__DIRECTIONS FOR THIS TASK__
If a line of the records contains the word "indexed", list it.

[Saved entries]
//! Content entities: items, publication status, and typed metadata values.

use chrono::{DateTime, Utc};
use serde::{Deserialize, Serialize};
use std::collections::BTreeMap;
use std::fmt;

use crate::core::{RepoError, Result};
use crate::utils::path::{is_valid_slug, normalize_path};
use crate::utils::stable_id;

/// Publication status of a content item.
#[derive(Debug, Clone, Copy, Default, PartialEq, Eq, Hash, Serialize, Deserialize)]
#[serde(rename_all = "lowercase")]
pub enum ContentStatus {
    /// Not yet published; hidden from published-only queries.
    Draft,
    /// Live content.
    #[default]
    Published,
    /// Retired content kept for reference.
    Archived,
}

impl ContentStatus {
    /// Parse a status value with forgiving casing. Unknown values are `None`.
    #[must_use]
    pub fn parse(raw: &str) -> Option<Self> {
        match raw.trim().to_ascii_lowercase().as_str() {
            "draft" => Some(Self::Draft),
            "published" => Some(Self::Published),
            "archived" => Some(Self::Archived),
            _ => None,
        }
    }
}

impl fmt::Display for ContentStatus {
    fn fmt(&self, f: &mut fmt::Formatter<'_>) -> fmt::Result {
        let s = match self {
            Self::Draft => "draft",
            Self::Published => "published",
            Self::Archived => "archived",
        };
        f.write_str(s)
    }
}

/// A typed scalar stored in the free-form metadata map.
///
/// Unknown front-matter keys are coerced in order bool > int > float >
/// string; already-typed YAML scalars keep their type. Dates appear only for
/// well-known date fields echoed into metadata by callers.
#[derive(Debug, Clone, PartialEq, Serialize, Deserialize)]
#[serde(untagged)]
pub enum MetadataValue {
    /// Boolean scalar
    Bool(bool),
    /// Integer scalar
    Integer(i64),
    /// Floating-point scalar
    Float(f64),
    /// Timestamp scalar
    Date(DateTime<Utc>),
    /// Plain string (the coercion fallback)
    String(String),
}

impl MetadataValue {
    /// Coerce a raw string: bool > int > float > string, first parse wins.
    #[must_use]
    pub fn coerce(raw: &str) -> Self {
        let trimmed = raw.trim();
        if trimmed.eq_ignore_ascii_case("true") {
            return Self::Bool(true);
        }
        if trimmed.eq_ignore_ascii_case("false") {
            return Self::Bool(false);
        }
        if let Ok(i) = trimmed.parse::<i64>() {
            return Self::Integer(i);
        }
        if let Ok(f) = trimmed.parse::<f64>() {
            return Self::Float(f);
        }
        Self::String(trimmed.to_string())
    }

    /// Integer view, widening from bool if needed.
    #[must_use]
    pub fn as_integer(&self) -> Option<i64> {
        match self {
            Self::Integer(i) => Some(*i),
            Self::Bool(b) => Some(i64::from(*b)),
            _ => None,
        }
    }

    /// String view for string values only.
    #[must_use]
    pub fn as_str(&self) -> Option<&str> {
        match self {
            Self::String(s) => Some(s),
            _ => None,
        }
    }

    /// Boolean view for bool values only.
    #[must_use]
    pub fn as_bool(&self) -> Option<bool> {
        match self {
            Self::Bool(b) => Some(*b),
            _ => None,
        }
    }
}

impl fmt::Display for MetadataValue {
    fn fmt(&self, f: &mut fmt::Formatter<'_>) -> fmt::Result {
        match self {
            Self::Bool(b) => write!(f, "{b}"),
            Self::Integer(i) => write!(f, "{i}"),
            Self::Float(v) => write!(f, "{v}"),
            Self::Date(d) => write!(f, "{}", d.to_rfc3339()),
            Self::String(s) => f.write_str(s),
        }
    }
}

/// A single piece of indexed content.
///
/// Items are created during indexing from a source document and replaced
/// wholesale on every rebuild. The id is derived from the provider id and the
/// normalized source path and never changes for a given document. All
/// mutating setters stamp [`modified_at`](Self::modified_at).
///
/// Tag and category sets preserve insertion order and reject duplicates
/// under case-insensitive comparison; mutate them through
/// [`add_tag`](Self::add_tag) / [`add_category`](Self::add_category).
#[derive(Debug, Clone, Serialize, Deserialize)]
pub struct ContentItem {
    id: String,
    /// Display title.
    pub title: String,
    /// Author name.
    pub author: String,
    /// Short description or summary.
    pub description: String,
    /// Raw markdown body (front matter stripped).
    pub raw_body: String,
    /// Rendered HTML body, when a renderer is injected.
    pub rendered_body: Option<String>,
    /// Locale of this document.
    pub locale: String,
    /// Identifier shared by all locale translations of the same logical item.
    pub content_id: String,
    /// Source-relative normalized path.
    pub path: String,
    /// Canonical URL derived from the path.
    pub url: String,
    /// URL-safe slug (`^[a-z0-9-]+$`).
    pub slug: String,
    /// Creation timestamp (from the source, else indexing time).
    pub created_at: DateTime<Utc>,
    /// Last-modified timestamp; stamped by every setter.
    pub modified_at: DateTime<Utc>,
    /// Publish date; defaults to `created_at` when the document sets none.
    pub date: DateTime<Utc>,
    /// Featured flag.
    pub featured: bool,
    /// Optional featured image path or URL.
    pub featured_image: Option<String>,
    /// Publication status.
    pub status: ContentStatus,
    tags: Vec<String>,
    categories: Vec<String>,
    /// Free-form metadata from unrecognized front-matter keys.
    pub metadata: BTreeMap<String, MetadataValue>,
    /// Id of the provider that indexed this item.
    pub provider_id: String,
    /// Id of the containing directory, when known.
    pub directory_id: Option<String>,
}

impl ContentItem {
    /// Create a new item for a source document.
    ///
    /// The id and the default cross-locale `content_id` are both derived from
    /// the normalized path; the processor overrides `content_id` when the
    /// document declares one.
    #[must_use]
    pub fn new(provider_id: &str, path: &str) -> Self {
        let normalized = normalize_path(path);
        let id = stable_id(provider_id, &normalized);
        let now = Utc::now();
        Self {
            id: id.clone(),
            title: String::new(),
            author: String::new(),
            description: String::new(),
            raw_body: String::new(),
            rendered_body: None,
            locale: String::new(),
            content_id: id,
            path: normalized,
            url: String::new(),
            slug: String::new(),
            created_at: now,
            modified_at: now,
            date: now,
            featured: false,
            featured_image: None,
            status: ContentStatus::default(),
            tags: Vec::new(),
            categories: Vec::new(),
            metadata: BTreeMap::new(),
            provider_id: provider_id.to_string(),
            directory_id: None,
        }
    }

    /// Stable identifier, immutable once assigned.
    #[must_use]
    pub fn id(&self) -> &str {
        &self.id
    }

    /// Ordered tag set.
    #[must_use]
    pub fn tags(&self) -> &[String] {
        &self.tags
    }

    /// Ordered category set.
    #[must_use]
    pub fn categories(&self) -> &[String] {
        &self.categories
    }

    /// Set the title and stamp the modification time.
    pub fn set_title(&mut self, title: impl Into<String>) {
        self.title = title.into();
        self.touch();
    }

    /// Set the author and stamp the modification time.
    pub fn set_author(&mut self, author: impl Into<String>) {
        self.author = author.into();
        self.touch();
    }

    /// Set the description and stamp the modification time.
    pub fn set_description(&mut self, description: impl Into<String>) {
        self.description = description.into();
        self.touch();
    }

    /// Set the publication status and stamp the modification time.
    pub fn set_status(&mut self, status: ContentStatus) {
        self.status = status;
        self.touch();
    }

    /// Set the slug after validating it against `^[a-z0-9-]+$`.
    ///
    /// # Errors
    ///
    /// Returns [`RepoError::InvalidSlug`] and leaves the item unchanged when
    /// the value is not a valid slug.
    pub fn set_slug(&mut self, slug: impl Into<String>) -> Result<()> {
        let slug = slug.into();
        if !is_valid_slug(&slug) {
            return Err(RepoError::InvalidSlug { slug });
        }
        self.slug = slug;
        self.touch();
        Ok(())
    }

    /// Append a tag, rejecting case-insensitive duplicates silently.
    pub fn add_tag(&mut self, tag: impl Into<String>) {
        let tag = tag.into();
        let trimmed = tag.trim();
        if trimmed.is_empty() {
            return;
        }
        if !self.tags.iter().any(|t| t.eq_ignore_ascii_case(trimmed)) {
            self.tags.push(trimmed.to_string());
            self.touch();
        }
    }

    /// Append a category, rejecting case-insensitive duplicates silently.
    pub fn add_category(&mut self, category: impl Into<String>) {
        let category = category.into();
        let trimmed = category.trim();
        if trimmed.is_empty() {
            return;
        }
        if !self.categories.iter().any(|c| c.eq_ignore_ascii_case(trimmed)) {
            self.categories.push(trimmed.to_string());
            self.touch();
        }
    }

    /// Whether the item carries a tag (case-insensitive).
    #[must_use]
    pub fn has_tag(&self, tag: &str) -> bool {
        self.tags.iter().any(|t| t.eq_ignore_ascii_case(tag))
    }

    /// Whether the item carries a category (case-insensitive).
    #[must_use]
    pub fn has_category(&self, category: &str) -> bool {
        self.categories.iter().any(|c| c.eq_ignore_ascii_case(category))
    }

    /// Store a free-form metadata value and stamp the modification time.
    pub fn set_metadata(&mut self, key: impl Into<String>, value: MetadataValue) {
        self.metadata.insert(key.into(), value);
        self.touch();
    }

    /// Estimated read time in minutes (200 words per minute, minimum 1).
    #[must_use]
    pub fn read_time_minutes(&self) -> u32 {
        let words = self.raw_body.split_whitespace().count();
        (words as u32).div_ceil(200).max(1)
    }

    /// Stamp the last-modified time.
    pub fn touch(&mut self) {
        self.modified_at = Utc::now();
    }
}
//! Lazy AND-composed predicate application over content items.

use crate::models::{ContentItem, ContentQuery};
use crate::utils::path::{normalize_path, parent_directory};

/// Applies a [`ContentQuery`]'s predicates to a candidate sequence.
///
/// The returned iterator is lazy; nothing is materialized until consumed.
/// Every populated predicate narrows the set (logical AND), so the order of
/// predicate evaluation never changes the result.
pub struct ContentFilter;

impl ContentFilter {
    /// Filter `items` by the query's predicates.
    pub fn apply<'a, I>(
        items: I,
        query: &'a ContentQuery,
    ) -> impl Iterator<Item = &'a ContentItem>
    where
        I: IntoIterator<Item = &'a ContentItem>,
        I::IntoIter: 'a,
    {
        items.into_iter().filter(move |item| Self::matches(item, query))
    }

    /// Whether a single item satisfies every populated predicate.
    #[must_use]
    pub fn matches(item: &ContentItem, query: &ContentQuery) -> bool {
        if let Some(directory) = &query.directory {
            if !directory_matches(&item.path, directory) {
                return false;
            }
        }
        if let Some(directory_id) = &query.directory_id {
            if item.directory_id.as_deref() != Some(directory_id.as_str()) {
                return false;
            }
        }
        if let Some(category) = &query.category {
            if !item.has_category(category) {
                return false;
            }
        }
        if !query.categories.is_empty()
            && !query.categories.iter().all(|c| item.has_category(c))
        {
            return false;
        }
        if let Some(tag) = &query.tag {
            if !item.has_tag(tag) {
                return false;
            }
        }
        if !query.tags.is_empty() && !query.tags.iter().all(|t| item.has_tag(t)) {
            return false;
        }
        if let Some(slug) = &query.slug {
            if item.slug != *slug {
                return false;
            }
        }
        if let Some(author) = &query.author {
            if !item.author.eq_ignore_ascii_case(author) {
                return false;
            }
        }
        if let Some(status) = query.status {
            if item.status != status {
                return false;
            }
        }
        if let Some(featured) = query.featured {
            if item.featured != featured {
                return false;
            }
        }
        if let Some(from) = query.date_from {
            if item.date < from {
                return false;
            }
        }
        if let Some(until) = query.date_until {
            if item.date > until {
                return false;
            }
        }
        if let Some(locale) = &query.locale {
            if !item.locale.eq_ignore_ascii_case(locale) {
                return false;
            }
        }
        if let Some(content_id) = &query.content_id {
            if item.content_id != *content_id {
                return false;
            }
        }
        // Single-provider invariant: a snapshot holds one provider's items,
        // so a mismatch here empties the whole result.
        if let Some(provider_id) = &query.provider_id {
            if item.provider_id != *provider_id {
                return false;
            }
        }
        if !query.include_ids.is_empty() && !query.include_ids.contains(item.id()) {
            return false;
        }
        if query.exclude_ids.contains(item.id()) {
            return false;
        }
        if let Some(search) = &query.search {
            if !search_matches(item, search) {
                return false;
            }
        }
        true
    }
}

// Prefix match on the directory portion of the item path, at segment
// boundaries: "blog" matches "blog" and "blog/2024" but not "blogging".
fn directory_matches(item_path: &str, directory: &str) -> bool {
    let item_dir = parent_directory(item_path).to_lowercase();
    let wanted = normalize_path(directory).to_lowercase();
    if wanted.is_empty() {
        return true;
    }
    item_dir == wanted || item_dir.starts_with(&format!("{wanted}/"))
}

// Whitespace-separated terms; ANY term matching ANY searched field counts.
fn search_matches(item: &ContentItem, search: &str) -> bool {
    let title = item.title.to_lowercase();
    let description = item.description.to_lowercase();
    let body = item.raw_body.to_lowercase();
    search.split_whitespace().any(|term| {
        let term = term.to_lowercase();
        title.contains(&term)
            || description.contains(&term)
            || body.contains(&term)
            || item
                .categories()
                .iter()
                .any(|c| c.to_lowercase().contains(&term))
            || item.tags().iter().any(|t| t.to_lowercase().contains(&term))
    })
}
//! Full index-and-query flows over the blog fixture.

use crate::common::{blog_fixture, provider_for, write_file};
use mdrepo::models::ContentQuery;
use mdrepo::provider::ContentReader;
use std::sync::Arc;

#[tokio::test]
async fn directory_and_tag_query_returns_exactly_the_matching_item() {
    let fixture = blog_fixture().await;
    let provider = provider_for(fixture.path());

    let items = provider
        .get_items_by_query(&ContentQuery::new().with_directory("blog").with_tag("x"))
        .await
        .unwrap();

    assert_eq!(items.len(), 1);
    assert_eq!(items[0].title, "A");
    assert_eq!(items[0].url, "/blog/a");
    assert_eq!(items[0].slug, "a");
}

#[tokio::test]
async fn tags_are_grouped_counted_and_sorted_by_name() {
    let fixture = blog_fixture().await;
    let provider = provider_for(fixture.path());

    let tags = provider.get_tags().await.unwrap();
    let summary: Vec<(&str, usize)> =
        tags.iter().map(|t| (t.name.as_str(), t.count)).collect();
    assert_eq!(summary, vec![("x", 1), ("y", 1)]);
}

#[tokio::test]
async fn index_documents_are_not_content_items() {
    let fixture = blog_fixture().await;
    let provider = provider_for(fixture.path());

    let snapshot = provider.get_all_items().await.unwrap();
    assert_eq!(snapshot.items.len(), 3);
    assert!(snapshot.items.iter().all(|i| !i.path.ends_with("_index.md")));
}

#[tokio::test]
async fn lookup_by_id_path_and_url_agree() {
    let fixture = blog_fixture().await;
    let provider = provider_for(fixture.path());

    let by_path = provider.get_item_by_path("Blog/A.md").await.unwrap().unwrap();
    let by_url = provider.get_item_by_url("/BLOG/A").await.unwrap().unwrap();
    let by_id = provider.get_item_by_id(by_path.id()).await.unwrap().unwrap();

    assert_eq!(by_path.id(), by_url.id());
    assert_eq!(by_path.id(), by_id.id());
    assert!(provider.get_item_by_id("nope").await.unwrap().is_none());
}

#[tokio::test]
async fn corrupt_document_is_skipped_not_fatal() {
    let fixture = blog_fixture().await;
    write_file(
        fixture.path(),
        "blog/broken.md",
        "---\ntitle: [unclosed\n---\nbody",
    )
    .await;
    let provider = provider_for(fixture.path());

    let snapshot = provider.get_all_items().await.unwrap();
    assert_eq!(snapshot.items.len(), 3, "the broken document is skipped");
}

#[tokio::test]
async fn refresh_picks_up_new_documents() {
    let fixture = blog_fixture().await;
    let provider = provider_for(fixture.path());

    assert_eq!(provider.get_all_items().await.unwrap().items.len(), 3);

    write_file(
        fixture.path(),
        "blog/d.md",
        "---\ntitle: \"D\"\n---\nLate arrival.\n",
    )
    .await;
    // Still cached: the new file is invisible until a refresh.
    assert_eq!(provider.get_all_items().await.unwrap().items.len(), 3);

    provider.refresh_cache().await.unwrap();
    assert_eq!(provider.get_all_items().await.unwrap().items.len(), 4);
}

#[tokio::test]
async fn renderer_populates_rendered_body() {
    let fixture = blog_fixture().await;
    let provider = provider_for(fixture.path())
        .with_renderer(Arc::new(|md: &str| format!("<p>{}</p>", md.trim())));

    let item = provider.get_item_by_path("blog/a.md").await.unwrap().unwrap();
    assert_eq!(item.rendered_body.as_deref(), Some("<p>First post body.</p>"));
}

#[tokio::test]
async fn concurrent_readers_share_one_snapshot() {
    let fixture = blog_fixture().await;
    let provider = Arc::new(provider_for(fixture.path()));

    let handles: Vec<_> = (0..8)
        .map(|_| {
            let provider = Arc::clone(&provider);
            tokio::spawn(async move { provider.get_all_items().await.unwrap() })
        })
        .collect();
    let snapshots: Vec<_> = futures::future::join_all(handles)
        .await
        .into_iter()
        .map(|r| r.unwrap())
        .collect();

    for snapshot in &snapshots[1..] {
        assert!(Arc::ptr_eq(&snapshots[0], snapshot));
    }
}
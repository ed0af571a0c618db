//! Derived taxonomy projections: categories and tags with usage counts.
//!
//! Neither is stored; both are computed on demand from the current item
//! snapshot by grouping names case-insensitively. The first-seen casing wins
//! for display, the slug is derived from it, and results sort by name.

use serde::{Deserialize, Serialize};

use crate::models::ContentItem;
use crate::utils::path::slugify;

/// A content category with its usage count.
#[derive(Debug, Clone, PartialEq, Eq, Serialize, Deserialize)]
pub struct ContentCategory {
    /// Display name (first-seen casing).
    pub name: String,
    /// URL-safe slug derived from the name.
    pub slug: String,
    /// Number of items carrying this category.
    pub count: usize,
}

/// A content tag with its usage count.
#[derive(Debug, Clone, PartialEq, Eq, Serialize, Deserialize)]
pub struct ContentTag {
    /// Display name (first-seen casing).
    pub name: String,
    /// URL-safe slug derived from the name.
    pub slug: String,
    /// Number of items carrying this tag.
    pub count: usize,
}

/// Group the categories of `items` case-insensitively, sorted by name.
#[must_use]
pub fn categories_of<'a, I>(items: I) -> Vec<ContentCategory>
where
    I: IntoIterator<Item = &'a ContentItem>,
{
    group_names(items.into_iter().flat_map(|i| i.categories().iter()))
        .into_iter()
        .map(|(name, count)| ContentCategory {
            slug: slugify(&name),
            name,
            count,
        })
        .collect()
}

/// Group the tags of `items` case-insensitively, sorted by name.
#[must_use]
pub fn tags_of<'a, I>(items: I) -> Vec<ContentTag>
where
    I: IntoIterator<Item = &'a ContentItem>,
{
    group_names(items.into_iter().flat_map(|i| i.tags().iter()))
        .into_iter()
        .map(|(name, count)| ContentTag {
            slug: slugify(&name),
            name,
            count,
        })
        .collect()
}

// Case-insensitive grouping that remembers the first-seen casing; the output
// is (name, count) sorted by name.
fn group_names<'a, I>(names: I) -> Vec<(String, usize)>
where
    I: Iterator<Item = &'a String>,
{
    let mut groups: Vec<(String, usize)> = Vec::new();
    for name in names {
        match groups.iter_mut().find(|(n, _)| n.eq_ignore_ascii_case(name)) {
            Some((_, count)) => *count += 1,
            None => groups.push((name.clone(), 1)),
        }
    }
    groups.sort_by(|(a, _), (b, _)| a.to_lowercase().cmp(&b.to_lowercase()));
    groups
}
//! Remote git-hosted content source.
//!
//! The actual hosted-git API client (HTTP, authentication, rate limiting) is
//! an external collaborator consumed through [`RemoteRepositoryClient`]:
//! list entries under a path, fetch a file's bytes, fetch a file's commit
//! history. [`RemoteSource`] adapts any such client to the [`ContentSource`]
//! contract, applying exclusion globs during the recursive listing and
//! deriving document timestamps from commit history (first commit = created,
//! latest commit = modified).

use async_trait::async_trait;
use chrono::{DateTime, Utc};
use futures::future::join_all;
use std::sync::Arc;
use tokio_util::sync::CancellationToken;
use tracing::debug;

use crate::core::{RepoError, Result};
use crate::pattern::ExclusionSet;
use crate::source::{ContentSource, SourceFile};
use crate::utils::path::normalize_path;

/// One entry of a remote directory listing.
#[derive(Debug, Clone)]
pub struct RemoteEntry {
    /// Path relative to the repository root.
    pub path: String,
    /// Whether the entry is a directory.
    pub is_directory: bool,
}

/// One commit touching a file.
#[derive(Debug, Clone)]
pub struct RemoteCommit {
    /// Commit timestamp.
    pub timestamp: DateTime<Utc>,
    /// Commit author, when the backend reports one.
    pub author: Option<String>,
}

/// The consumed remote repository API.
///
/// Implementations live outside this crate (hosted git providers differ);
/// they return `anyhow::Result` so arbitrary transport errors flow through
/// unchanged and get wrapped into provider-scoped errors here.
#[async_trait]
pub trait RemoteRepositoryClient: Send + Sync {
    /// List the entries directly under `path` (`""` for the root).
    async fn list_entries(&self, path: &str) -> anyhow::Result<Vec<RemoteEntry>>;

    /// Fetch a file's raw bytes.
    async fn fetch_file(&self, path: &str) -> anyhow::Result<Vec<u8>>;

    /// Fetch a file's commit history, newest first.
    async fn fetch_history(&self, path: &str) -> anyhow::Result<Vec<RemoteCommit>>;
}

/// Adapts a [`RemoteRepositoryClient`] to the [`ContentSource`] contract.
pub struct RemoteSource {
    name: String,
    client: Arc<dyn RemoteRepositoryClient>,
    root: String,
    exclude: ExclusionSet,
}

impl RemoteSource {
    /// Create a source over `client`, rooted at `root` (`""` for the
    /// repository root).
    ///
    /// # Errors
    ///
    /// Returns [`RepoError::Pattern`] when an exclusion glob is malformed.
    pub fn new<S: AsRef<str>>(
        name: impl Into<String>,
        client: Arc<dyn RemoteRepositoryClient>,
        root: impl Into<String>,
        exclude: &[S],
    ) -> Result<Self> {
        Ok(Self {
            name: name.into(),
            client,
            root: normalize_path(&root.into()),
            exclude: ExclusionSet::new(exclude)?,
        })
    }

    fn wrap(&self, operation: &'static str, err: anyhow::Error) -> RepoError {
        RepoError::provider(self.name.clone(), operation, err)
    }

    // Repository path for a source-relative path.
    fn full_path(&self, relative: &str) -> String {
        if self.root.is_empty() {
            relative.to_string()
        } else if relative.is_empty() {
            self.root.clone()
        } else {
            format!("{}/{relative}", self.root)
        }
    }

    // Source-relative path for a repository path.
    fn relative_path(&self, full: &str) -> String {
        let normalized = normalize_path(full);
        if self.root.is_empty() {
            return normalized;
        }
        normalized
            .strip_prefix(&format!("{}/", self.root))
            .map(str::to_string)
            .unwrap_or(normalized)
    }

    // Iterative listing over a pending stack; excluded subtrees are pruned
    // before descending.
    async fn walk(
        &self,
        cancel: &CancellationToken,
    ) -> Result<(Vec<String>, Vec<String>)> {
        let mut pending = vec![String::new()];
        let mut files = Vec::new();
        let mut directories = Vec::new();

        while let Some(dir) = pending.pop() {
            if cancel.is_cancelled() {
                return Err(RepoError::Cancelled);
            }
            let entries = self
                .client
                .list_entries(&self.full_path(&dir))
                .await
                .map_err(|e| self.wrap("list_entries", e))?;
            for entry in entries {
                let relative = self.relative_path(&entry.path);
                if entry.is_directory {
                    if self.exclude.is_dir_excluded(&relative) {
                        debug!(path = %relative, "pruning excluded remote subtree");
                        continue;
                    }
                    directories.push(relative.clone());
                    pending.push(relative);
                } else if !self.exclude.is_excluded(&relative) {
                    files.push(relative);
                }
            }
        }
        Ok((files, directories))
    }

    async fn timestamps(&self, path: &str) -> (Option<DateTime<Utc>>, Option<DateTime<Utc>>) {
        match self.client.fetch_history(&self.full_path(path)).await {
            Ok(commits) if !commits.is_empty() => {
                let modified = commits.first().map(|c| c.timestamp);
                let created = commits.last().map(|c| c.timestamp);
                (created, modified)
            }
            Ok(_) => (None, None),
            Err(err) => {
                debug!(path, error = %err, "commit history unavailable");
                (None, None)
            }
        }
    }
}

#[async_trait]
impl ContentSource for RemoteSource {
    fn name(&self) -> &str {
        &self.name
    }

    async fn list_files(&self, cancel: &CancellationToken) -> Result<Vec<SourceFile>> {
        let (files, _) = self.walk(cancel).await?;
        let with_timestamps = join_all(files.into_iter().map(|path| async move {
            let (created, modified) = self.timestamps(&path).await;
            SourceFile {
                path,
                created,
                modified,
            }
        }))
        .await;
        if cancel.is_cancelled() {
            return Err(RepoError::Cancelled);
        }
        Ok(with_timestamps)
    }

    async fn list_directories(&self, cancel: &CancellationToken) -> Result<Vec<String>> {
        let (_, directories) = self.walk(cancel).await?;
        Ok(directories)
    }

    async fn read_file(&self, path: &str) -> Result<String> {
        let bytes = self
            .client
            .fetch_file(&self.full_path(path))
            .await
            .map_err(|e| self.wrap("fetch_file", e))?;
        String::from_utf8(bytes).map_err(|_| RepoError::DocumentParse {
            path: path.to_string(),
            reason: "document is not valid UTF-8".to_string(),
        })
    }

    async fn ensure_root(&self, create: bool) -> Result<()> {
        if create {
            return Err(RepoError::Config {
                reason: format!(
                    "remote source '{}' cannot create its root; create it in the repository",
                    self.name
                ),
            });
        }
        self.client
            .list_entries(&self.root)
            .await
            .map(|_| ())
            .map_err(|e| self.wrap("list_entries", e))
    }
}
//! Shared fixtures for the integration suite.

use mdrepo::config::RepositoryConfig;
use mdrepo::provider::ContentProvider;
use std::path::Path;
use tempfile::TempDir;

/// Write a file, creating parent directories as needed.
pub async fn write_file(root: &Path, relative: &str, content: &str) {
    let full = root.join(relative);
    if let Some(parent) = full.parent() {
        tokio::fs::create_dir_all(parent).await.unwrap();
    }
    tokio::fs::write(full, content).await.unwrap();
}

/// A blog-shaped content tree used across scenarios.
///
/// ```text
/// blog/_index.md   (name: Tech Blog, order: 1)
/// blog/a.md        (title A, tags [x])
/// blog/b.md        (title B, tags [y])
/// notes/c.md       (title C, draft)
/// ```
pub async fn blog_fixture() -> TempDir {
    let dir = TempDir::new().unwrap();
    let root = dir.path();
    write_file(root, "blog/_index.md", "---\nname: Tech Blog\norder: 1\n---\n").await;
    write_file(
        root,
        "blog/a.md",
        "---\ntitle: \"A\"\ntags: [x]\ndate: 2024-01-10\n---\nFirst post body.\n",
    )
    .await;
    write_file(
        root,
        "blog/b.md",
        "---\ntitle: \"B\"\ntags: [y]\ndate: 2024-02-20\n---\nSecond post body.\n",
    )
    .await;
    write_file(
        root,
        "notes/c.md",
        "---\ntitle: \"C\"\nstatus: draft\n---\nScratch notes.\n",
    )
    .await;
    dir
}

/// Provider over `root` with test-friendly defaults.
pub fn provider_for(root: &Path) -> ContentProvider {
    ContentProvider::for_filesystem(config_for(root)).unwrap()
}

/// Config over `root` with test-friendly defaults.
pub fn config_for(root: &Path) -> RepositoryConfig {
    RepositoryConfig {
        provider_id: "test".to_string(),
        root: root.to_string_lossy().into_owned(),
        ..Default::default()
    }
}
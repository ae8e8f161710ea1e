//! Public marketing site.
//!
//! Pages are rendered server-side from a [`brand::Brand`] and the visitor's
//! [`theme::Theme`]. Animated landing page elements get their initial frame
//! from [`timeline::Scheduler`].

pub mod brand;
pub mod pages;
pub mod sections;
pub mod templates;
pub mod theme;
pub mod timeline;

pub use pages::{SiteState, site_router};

__ANSWER FOR THIS EXERCISE__
/// A single piece of indexed content.
    /// Id of the provider that indexed this item.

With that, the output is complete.